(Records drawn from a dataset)

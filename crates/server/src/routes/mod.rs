pub mod auth;
pub mod languages;
pub mod orgs;
pub mod projects;
pub mod users;
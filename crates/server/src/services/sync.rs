//! Repository synchronization for git-backed projects.
//!
//! Two state axes live on the project row:
//!
//! * lifecycle `status`: `created -> init`, never backwards. A git project
//!   reaches `init` with its first successful sync.
//! * `sync_status`: `never|succ|fail -> doing -> succ|fail`.
//!
//! Entering `doing` is a single conditional UPDATE that also writes a fresh
//! lease token. Only the holder of that token can record the outcome, so a
//! run that was declared stale and reset cannot overwrite newer state. The
//! fetched snapshot is written in the same transaction that records success;
//! a failed run leaves previously synced phrases untouched.

use std::collections::HashMap;
use std::sync::Arc;
use std::time::Duration;

use chrono::{DateTime, Utc};
use sqlx::SqlitePool;
use thiserror::Error;
use tokio::sync::Mutex;
use tokio_util::{sync::CancellationToken, task::TaskTracker};
use uuid::Uuid;

use super::{
    git::{scan_checkout, RepoSnapshot, RepoSource},
    languages,
    projects,
    storage::CheckoutStore,
};
use crate::{
    config::SyncSettings,
    db::models::{Project, ProjectStatus, SyncStatus},
    error::{AppError, Result},
};

#[derive(Debug, Error)]
pub enum SyncError {
    #[error("repository unreachable: {0}")]
    Unreachable(String),

    #[error("fetch failed: {0}")]
    Fetch(String),

    #[error("invalid repository content: {0}")]
    Parse(String),

    #[error("sync timed out after {}s", .0.as_secs())]
    Timeout(Duration),

    #[error("sync cancelled")]
    Cancelled,

    #[error("io error: {0}")]
    Io(#[from] std::io::Error),
}

/// A sync may start unless one is already running.
pub fn can_begin(current: Option<SyncStatus>) -> bool {
    current != Some(SyncStatus::Doing)
}

/// Proof of having moved a project into `doing`.
#[derive(Debug, Clone)]
pub struct SyncLease {
    pub project_id: i64,
    pub token: String,
    pub started_at: DateTime<Utc>,
}

/// Atomically moves a git project into `doing`.
pub async fn begin(pool: &SqlitePool, project_id: i64) -> Result<SyncLease> {
    let lease = SyncLease {
        project_id,
        token: Uuid::new_v4().to_string(),
        started_at: Utc::now(),
    };

    let acquired = sqlx::query(
        r#"
        UPDATE projects
        SET sync_status = ?, sync_token = ?, sync_started_at = ?
        WHERE id = ? AND is_git = 1 AND (sync_status IS NULL OR sync_status <> ?)
        "#,
    )
    .bind(SyncStatus::Doing)
    .bind(&lease.token)
    .bind(lease.started_at)
    .bind(project_id)
    .bind(SyncStatus::Doing)
    .execute(pool)
    .await?
    .rows_affected()
        == 1;

    if acquired {
        tracing::info!(project_id, lease = %lease.token, "sync started");
        return Ok(lease);
    }

    match projects::find_by_id(pool, project_id).await? {
        None => Err(AppError::NotFound("Project not found".to_string())),
        Some(p) if !p.is_git => Err(AppError::Validation(
            "Project is not backed by a git repository".to_string(),
        )),
        Some(_) => Err(AppError::Conflict("Sync already in progress".to_string())),
    }
}

/// Stores `snapshot` and records success. Returns `false`, writing nothing,
/// when the lease is no longer held.
pub async fn complete(pool: &SqlitePool, lease: &SyncLease, snapshot: &RepoSnapshot) -> Result<bool> {
    let now = Utc::now();
    let mut tx = pool.begin().await?;

    let held = sqlx::query(
        r#"
        UPDATE projects
        SET sync_status = ?, sync_message = NULL, sync_token = NULL, synced_at = ?,
            sync_failures = 0, status = MAX(status, ?)
        WHERE id = ? AND sync_token = ? AND sync_status = ?
        "#,
    )
    .bind(SyncStatus::Succ)
    .bind(now)
    .bind(ProjectStatus::Init)
    .bind(lease.project_id)
    .bind(&lease.token)
    .bind(SyncStatus::Doing)
    .execute(&mut *tx)
    .await?
    .rows_affected()
        == 1;

    if !held {
        tx.rollback().await?;
        return Ok(false);
    }

    for phrase in &snapshot.phrases {
        let phrase_id = sqlx::query_scalar::<_, i64>(
            r#"
            INSERT INTO phrases (project_id, key, text, created_at, updated_at)
            VALUES (?, ?, ?, ?, ?)
            ON CONFLICT (project_id, key) DO UPDATE SET text = excluded.text, updated_at = excluded.updated_at
            RETURNING id
            "#,
        )
        .bind(lease.project_id)
        .bind(&phrase.key)
        .bind(&phrase.text)
        .bind(now)
        .bind(now)
        .fetch_one(&mut *tx)
        .await?;

        for (lang, text) in &phrase.translations {
            sqlx::query(
                r#"
                INSERT INTO translations (phrase_id, lang_code, text, created_at, updated_at)
                VALUES (?, ?, ?, ?, ?)
                ON CONFLICT (phrase_id, lang_code) DO UPDATE SET text = excluded.text, updated_at = excluded.updated_at
                "#,
            )
            .bind(phrase_id)
            .bind(lang)
            .bind(text)
            .bind(now)
            .bind(now)
            .execute(&mut *tx)
            .await?;
        }
    }

    // Rows this run did not touch still carry an older updated_at.
    sqlx::query(
        r#"
        DELETE FROM translations
        WHERE updated_at <> ? AND phrase_id IN (SELECT id FROM phrases WHERE project_id = ?)
        "#,
    )
    .bind(now)
    .bind(lease.project_id)
    .execute(&mut *tx)
    .await?;

    sqlx::query("DELETE FROM phrases WHERE project_id = ? AND updated_at <> ?")
        .bind(lease.project_id)
        .bind(now)
        .execute(&mut *tx)
        .await?;

    tx.commit().await?;

    tracing::info!(
        project_id = lease.project_id,
        phrases = snapshot.phrases.len(),
        "sync succeeded"
    );
    Ok(true)
}

/// Records a failed run. Lifecycle status and phrase data are left alone.
pub async fn fail(pool: &SqlitePool, lease: &SyncLease, reason: &str) -> Result<bool> {
    let held = sqlx::query(
        r#"
        UPDATE projects
        SET sync_status = ?, sync_message = ?, sync_token = NULL, synced_at = ?,
            sync_failures = sync_failures + 1
        WHERE id = ? AND sync_token = ? AND sync_status = ?
        "#,
    )
    .bind(SyncStatus::Fail)
    .bind(reason)
    .bind(Utc::now())
    .bind(lease.project_id)
    .bind(&lease.token)
    .bind(SyncStatus::Doing)
    .execute(pool)
    .await?
    .rows_affected()
        == 1;

    if held {
        tracing::warn!(project_id = lease.project_id, reason, "sync failed");
    }
    Ok(held)
}

/// Resets `doing` leases started before `older_than` to `fail`. Returns the
/// number of projects recovered.
pub async fn recover_stale(pool: &SqlitePool, older_than: DateTime<Utc>) -> Result<u64> {
    let running = sqlx::query_as::<_, (i64, Option<String>, Option<DateTime<Utc>>)>(
        "SELECT id, sync_token, sync_started_at FROM projects WHERE sync_status = ?",
    )
    .bind(SyncStatus::Doing)
    .fetch_all(pool)
    .await?;

    let mut recovered = 0;
    for (project_id, token, started_at) in running {
        if started_at.is_some_and(|t| t >= older_than) {
            continue;
        }

        let reset = sqlx::query(
            r#"
            UPDATE projects
            SET sync_status = ?, sync_message = 'sync interrupted', sync_token = NULL,
                synced_at = ?, sync_failures = sync_failures + 1
            WHERE id = ? AND sync_status = ? AND sync_token IS ?
            "#,
        )
        .bind(SyncStatus::Fail)
        .bind(Utc::now())
        .bind(project_id)
        .bind(SyncStatus::Doing)
        .bind(&token)
        .execute(pool)
        .await?
        .rows_affected();

        if reset == 1 {
            tracing::warn!(project_id, "reset stale sync");
            recovered += 1;
        }
    }

    Ok(recovered)
}

/// When the scheduler should next sync `project`, if ever. Consecutive
/// failures back off exponentially from the configured interval, capped at
/// `max_backoff`.
pub fn next_due(project: &Project, max_backoff: Duration) -> Option<DateTime<Utc>> {
    if !project.is_git || project.sync_time <= 0 || !can_begin(project.sync_status) {
        return None;
    }

    let Some(last) = project.synced_at else {
        return Some(project.created_at);
    };

    let exponent = u32::try_from(project.sync_failures.clamp(0, 20)).unwrap_or(20);
    let cap = i64::try_from(max_backoff.as_secs())
        .unwrap_or(i64::MAX)
        .max(project.sync_time);
    let secs = project
        .sync_time
        .saturating_mul(1_i64 << exponent)
        .min(cap);

    // Intervals past the representable range are never due
    chrono::Duration::try_seconds(secs).and_then(|delay| last.checked_add_signed(delay))
}

pub async fn due_projects(
    pool: &SqlitePool,
    now: DateTime<Utc>,
    max_backoff: Duration,
) -> Result<Vec<Project>> {
    let candidates = sqlx::query_as::<_, Project>(
        r#"
        SELECT * FROM projects
        WHERE is_git = 1 AND sync_time > 0 AND (sync_status IS NULL OR sync_status <> ?)
        "#,
    )
    .bind(SyncStatus::Doing)
    .fetch_all(pool)
    .await?;

    Ok(candidates
        .into_iter()
        .filter(|p| next_due(p, max_backoff).is_some_and(|due| due <= now))
        .collect())
}

/// Cancellation handle of a run in this process, tagged with its lease.
struct RunningSync {
    token: String,
    cancel: CancellationToken,
}

/// Runs syncs in the background: one task per run, bounded by a timeout and
/// cancelled on request or on shutdown.
#[derive(Clone)]
pub struct SyncService {
    pool: SqlitePool,
    source: Arc<dyn RepoSource>,
    store: CheckoutStore,
    settings: SyncSettings,
    shutdown: CancellationToken,
    running: Arc<Mutex<HashMap<i64, RunningSync>>>,
    tracker: TaskTracker,
}
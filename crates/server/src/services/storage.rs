// Scratch space for sync checkouts. Each run clones into its own directory,
// keyed by project and lease, and removes it when done.

use std::path::{Path, PathBuf};

use tokio::fs;

use crate::error::{AppError, Result};

#[derive(Clone)]
pub struct CheckoutStore {
    base_path: PathBuf,
}

impl CheckoutStore {
    pub fn new(base_path: impl Into<PathBuf>) -> Self {
        Self {
            base_path: base_path.into(),
        }
    }

    /// Creates the base directory and drops checkouts left behind by a
    /// previous process.
    pub async fn init(&self) -> Result<()> {
        if fs::try_exists(&self.base_path).await.unwrap_or(false) {
            fs::remove_dir_all(&self.base_path).await.map_err(|e| {
                AppError::Internal(format!("Failed to clear checkout directory: {e}"))
            })?;
        }
        fs::create_dir_all(&self.base_path)
            .await
            .map_err(|e| AppError::Internal(format!("Failed to create checkout directory: {e}")))?;
        Ok(())
    }

    pub fn checkout_path(&self, project_id: i64, lease: &str) -> PathBuf {
        self.base_path.join(project_id.to_string()).join(lease)
    }

    /// Returns an empty, not-yet-existing destination for a clone.
    pub async fn prepare(&self, project_id: i64, lease: &str) -> Result<PathBuf> {
        let path = self.checkout_path(project_id, lease);
        if let Some(parent) = path.parent() {
            fs::create_dir_all(parent)
                .await
                .map_err(|e| AppError::Internal(format!("Failed to create directories: {e}")))?;
        }
        self.discard(&path).await;
        Ok(path)
    }

    pub async fn discard(&self, path: &Path) {
        if fs::try_exists(path).await.unwrap_or(false) {
            if let Err(e) = fs::remove_dir_all(path).await {
                tracing::warn!(path = %path.display(), error = %e, "failed to remove checkout");
            }
        }
    }
}
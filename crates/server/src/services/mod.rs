pub mod git;
pub mod identity;
pub mod languages;
pub mod permissions;
pub mod projects;
pub mod storage;
pub mod sync;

▶ _BRIEF_: Scan the entries for the word "CheckoutStore". Report each line that has it.

▶ _WRITTEN ANSWER_:
    storage::CheckoutStore,
    store: CheckoutStore,
pub struct CheckoutStore {
impl CheckoutStore {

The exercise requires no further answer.